--- How to complete this task ---
Establish how many lines in the records below include the word "volume"; respond with that number only.

** Data for this task follows **

//! # Configuration
//!
//! Tunables of the adaptive control loop ([`CoordinatorConfig`]) and the
//! deployment description a controller starts from ([`StamConfig`]): its own
//! identity, the controllers it should authenticate, and the shared keys.
//!
//! ## File Format
//!
//! ```toml
//! controller_id = "ctrlA"
//!
//! [coordinator]
//! load_threshold = 1.0
//! delay_threshold = 0.3
//! tick_interval_ms = 6000
//! improvement_tolerance = 0.0
//!
//! [[controllers]]
//! id = "ctrlA"
//! proof = "alpha_secret"
//!
//! [shared_keys]
//! ctrlA = "alpha_secret"
//! ctrlB = "beta_secret"
//! ```
//!
//! Every field of `[coordinator]` is optional and falls back to its default.
//! A configuration that fails [`StamConfig::validate`] is fatal: the process
//! does not start.

use std::collections::BTreeMap;
use std::fmt;
use std::path::Path;
use std::time::Duration;

use anyhow::{Context, Result};
use serde::{Deserialize, Serialize};

use crate::identity::{ControllerId, IdentityError, KeyDirectory, SharedSecret};

/// Default traffic volume above which adaptation is triggered.
pub const DEFAULT_LOAD_THRESHOLD: f64 = 1.0;

/// Default delay above which adaptation is triggered.
pub const DEFAULT_DELAY_THRESHOLD: f64 = 0.3;

/// Default monitoring interval in milliseconds.
pub const DEFAULT_TICK_INTERVAL_MS: u64 = 6000;

/// Default slack subtracted from the baseline before a dimension counts as
/// improved.
pub const DEFAULT_IMPROVEMENT_TOLERANCE: f64 = 0.0;

/// Upper bound on the monitoring interval (one day).
pub const MAX_TICK_INTERVAL_MS: u64 = 24 * 60 * 60 * 1000;

#[derive(Debug, Clone, PartialEq)]
pub enum ConfigError {
    /// Load threshold is negative, NaN or infinite.
    InvalidLoadThreshold(f64),
    /// Delay threshold is negative, NaN or infinite.
    InvalidDelayThreshold(f64),
    /// Tick interval is zero or above [`MAX_TICK_INTERVAL_MS`].
    InvalidTickInterval(u64),
    /// Improvement tolerance is negative, NaN or infinite.
    InvalidImprovementTolerance(f64),
    /// A controller identity in the file is malformed.
    InvalidControllerId(String, IdentityError),
    /// A shared key is empty.
    InvalidSecret(String),
    /// The local controller has no shared key.
    UnknownLocalController(String),
    /// The file is not valid TOML or does not match the schema.
    Parse(String),
}

impl fmt::Display for ConfigError {
    fn fmt(&self, f: &mut fmt::Formatter<'_>) -> fmt::Result {
        match self {
            Self::InvalidLoadThreshold(v) => {
                write!(f, "load_threshold must be finite and non-negative, got {v}")
            }
            Self::InvalidDelayThreshold(v) => {
                write!(f, "delay_threshold must be finite and non-negative, got {v}")
            }
            Self::InvalidTickInterval(v) => write!(
                f,
                "tick_interval_ms must be between 1 and {MAX_TICK_INTERVAL_MS}, got {v}"
            ),
            Self::InvalidImprovementTolerance(v) => write!(
                f,
                "improvement_tolerance must be finite and non-negative, got {v}"
            ),
            Self::InvalidControllerId(id, e) => write!(f, "controller {id:?}: {e}"),
            Self::InvalidSecret(id) => write!(f, "shared key for {id:?} is empty"),
            Self::UnknownLocalController(id) => {
                write!(f, "local controller {id:?} has no entry in shared_keys")
            }
            Self::Parse(msg) => write!(f, "malformed configuration: {msg}"),
        }
    }
}

impl std::error::Error for ConfigError {}

/// Adaptive control loop tunables.
#[derive(Clone, Debug, PartialEq, Serialize, Deserialize)]
#[serde(default, deny_unknown_fields)]
pub struct CoordinatorConfig {
    /// Traffic volume above which the controller is considered overloaded.
    pub load_threshold: f64,
    /// Delay above which the controller is considered overloaded.
    pub delay_threshold: f64,
    /// Interval between monitoring ticks.
    pub tick_interval_ms: u64,
    /// Slack applied when judging whether an adaptation helped.
    pub improvement_tolerance: f64,
}

impl Default for CoordinatorConfig {
    fn default() -> Self {
        Self {
            load_threshold: DEFAULT_LOAD_THRESHOLD,
            delay_threshold: DEFAULT_DELAY_THRESHOLD,
            tick_interval_ms: DEFAULT_TICK_INTERVAL_MS,
            improvement_tolerance: DEFAULT_IMPROVEMENT_TOLERANCE,
        }
    }
}

fn finite_non_negative(v: f64) -> bool {
    v.is_finite() && v >= 0.0
}

impl CoordinatorConfig {
    pub fn tick_interval(&self) -> Duration {
        Duration::from_millis(self.tick_interval_ms)
    }

    pub fn validate(&self) -> Result<(), ConfigError> {
        if !finite_non_negative(self.load_threshold) {
            return Err(ConfigError::InvalidLoadThreshold(self.load_threshold));
        }
        if !finite_non_negative(self.delay_threshold) {
            return Err(ConfigError::InvalidDelayThreshold(self.delay_threshold));
        }
        if self.tick_interval_ms == 0 || self.tick_interval_ms > MAX_TICK_INTERVAL_MS {
            return Err(ConfigError::InvalidTickInterval(self.tick_interval_ms));
        }
        if !finite_non_negative(self.improvement_tolerance) {
            return Err(ConfigError::InvalidImprovementTolerance(
                self.improvement_tolerance,
            ));
        }
        Ok(())
    }
}

/// A controller presenting itself for authentication at startup.
#[derive(Clone, Debug, PartialEq, Serialize, Deserialize)]
#[serde(deny_unknown_fields)]
pub struct ControllerClaim {
    pub id: String,
    pub proof: String,
}

/// Full startup description of one controller's view of the deployment.
#[derive(Clone, Debug, PartialEq, Serialize, Deserialize)]
#[serde(deny_unknown_fields)]
pub struct StamConfig {
    /// Identity of the controller running this process.
    pub controller_id: String,
    #[serde(default)]
    pub coordinator: CoordinatorConfig,
    #[serde(default)]
    pub controllers: Vec<ControllerClaim>,
    #[serde(default)]
    pub shared_keys: BTreeMap<String, String>,
}

impl StamConfig {
    /// Two-controller deployment used when no file is given.
    pub fn demo() -> Self {
        let keys = [("ctrlA", "alpha_secret"), ("ctrlB", "beta_secret")];
        Self {
            controller_id: "ctrlA".to_string(),
            coordinator: CoordinatorConfig::default(),
            controllers: keys
                .iter()
                .map(|(id, proof)| ControllerClaim {
                    id: id.to_string(),
                    proof: proof.to_string(),
                })
                .collect(),
            shared_keys: keys
                .iter()
                .map(|(id, key)| (id.to_string(), key.to_string()))
                .collect(),
        }
    }

    pub fn from_toml(text: &str) -> Result<Self, ConfigError> {
        toml::from_str(text).map_err(|e| ConfigError::Parse(e.to_string()))
    }

    /// Read, parse and validate a configuration file.
    pub fn load(path: &Path) -> Result<Self> {
        let text = std::fs::read_to_string(path)
            .with_context(|| format!("failed to read config file {}", path.display()))?;
        let config = Self::from_toml(&text)
            .with_context(|| format!("failed to parse config file {}", path.display()))?;
        config
            .validate()
            .with_context(|| format!("invalid config file {}", path.display()))?;
        Ok(config)
    }

    pub fn validate(&self) -> Result<(), ConfigError> {
        self.coordinator.validate()?;
        self.local_controller()?;
        self.key_directory()?;
        for claim in &self.controllers {
            ControllerId::new(claim.id.as_str())
                .map_err(|e| ConfigError::InvalidControllerId(claim.id.clone(), e))?;
        }
        if !self.shared_keys.contains_key(&self.controller_id) {
            return Err(ConfigError::UnknownLocalController(self.controller_id.clone()));
        }
        Ok(())
    }

    pub fn local_controller(&self) -> Result<ControllerId, ConfigError> {
        ControllerId::new(self.controller_id.as_str())
            .map_err(|e| ConfigError::InvalidControllerId(self.controller_id.clone(), e))
    }

    pub fn key_directory(&self) -> Result<KeyDirectory, ConfigError> {
        self.shared_keys
            .iter()
            .map(|(id, key)| {
                let controller = ControllerId::new(id.as_str())
                    .map_err(|e| ConfigError::InvalidControllerId(id.clone(), e))?;
                let secret = SharedSecret::new(key.as_bytes().to_vec())
                    .map_err(|_| ConfigError::InvalidSecret(id.clone()))?;
                Ok((controller, secret))
            })
            .collect()
    }

    /// Authentication claims in file order, ready for
    /// [`Authenticator::authenticate_all`](crate::auth::Authenticator::authenticate_all).
    pub fn claims(&self) -> impl Iterator<Item = (&str, &[u8])> {
        self.controllers
            .iter()
            .map(|c| (c.id.as_str(), c.proof.as_bytes()))
    }
}

#[cfg(test)]
mod tests {
    use super::*;

    #[test]
    fn config_defaults_match_documented_values() {
        let config = CoordinatorConfig::default();
        assert_eq!(config.load_threshold, 1.0);
        assert_eq!(config.delay_threshold, 0.3);
        assert_eq!(config.tick_interval_ms, 6000);
        assert_eq!(config.improvement_tolerance, 0.0);
        assert_eq!(config.tick_interval(), Duration::from_secs(6));
        assert!(config.validate().is_ok());
    }

    #[test]
    fn malformed_tunables_are_rejected() {
        let bad = [
            (
                CoordinatorConfig { load_threshold: -1.0, ..Default::default() },
                ConfigError::InvalidLoadThreshold(-1.0),
            ),
            (
                CoordinatorConfig { tick_interval_ms: 0, ..Default::default() },
                ConfigError::InvalidTickInterval(0),
            ),
            (
                CoordinatorConfig { improvement_tolerance: -0.5, ..Default::default() },
                ConfigError::InvalidImprovementTolerance(-0.5),
            ),
        ];
        for (config, expected) in bad {
            assert_eq!(config.validate(), Err(expected));
        }

        let nan = CoordinatorConfig { delay_threshold: f64::NAN, ..Default::default() };
        assert!(matches!(nan.validate(), Err(ConfigError::InvalidDelayThreshold(_))));
    }

    #[test]
    fn parses_full_file() {
        let text = r#"
            controller_id = "ctrlA"

            [coordinator]
            load_threshold = 0.9
            tick_interval_ms = 250

            [[controllers]]
            id = "ctrlA"
            proof = "alpha_secret"

            [[controllers]]
            id = "ctrlB"
            proof = "beta_secret"

            [shared_keys]
            ctrlA = "alpha_secret"
            ctrlB = "beta_secret"
        "#;
        let config = StamConfig::from_toml(text).unwrap();
        assert!(config.validate().is_ok());
        assert_eq!(config.coordinator.load_threshold, 0.9);
        assert_eq!(config.coordinator.delay_threshold, DEFAULT_DELAY_THRESHOLD);
        assert_eq!(config.coordinator.tick_interval_ms, 250);
        assert_eq!(config.controllers.len(), 2);
        assert_eq!(config.key_directory().unwrap().len(), 2);

        let claims: Vec<_> = config.claims().map(|(id, _)| id).collect();
        assert_eq!(claims, vec!["ctrlA", "ctrlB"]);
    }

    #[test]
    fn unknown_fields_are_a_parse_error() {
        let text = r#"
            controller_id = "ctrlA"
            [coordinator]
            load_treshold = 2.0
        "#;
        assert!(matches!(StamConfig::from_toml(text), Err(ConfigError::Parse(_))));
    }

    #[test]
    fn local_controller_needs_a_shared_key() {
        let mut config = StamConfig::demo();
        config.controller_id = "ctrlZ".to_string();
        assert_eq!(
            config.validate(),
            Err(ConfigError::UnknownLocalController("ctrlZ".to_string()))
        );
    }

    #[test]
    fn empty_shared_key_is_rejected() {
        let mut config = StamConfig::demo();
        config.shared_keys.insert("ctrlC".to_string(), String::new());
        assert_eq!(config.validate(), Err(ConfigError::InvalidSecret("ctrlC".to_string())));
    }

    #[test]
    fn malformed_identity_is_rejected() {
        let mut config = StamConfig::demo();
        config.controllers.push(ControllerClaim {
            id: "ctrl C".to_string(),
            proof: "x".to_string(),
        });
        assert_eq!(
            config.validate(),
            Err(ConfigError::InvalidControllerId(
                "ctrl C".to_string(),
                IdentityError::InvalidCharacters
            ))
        );
    }

    #[test]
    fn load_reports_missing_file() {
        let err = StamConfig::load(Path::new("/nonexistent/stam.toml")).unwrap_err();
        assert!(err.to_string().contains("failed to read config file"));
    }
}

** End of Data for this task **

--- Written answer ---
2